Visitors exploring the garden at Antony, standing next to a twisted black walnut tree
Visitors admire the black walnut tree | © National Trust Images/James Dobson

Designed by landscape architect Humphry Repton, the garden at Antony, Cornwall, offers sweeping views looking out to the River Lynher, floral displays and glimpses into the lives of past residents of the house. There's also a formal garden full of surprises such as intriguing sculptures.

Spring in the garden

The Repton designed landscape at Antony is adorned with daffodils in spring.

Sweeping views look out to the River Lynher and a formal garden full of surprises plays host to a multitude of spring blooms, from magnolias and pear blossom to primroses and daffodils.

Designing the landscape garden

The garden at Antony was first designed by Humphry Repton (1772-1818) a leading landscape designer who helped define the concept of the landscape garden. He is regarded as the greatest English landscape gardener to follow ‘Capability’ Brown.

Repton produced finely illustrated books featuring watercolours and aquatints on hinged flaps to show ‘before’ and ‘after’ views. These manuscript volumes became known as ‘Red Books’, and were produced to sell his landscape ideas to prospective clients.

Repton arrives at Antony

Repton was invited to Antony by Sir Reginald Pole Carew, MP for Fowey and Privy Councillor under Pitt, who recommended him. A 'Red Book' was prepared for Pole Carew in 1792.

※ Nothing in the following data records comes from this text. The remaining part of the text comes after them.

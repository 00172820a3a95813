//! A mutable directed graph stored as per-vertex incidence lists.
//!
//! [graph::DiGraph] keeps removed vertices and arcs in pools and hands them
//! out again on later additions. Vertices and arcs can be deactivated and
//! activated again without being freed, and parallel arcs can be folded into
//! bundles which occupy a single adjacency slot.
//!
//! [algorithm] holds breadth-first and depth-first search, written against
//! [graph::QueryableGraph].
//!
//! ```
//! use incigraph::{algorithm::{BreadthFirstSearch, Traversal}, graph::*};
//!
//! let mut g = DiGraph::new();
//! let a = g.add_vertex();
//! let b = g.add_vertex();
//! g.add_arc(a, b).unwrap();
//!
//! let mut bfs = BreadthFirstSearch::new(&g);
//! bfs.start_vertex(a);
//! assert!(bfs.run());
//! assert_eq!(bfs.deliver(), Some(2));
//! ```

pub mod algorithm;
pub mod graph;
pub mod property;
mod error;
pub use self::error::*;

Visitors walking in rain at Antony with the house in the background
Walking at Antony | © National Trust Images/John Millar

Exploring the garden at Antony

The knot garden

A knot garden is a style of formal garden laid out in a square that became popular in England during the reign of Elizabeth I. There are usually lots of intricate shapes and sometimes a combination of different-smelling plants and coloured greenery. The knot garden at Antony was made by Lady Carew Pole in 1984.

The yew hedge

The yew hedge at Antony is strikingly tall and outlines an impressive vista from the side of the house. The large hedges create drama and form new spaces. The long, grassy area between the hedges is a great place for a walk.

The yew cone

The story goes that a member of the Carew Pole family wanted somewhere to sit and watch the tennis in the shade, so the bench inside the cone used to look out onto a tennis court.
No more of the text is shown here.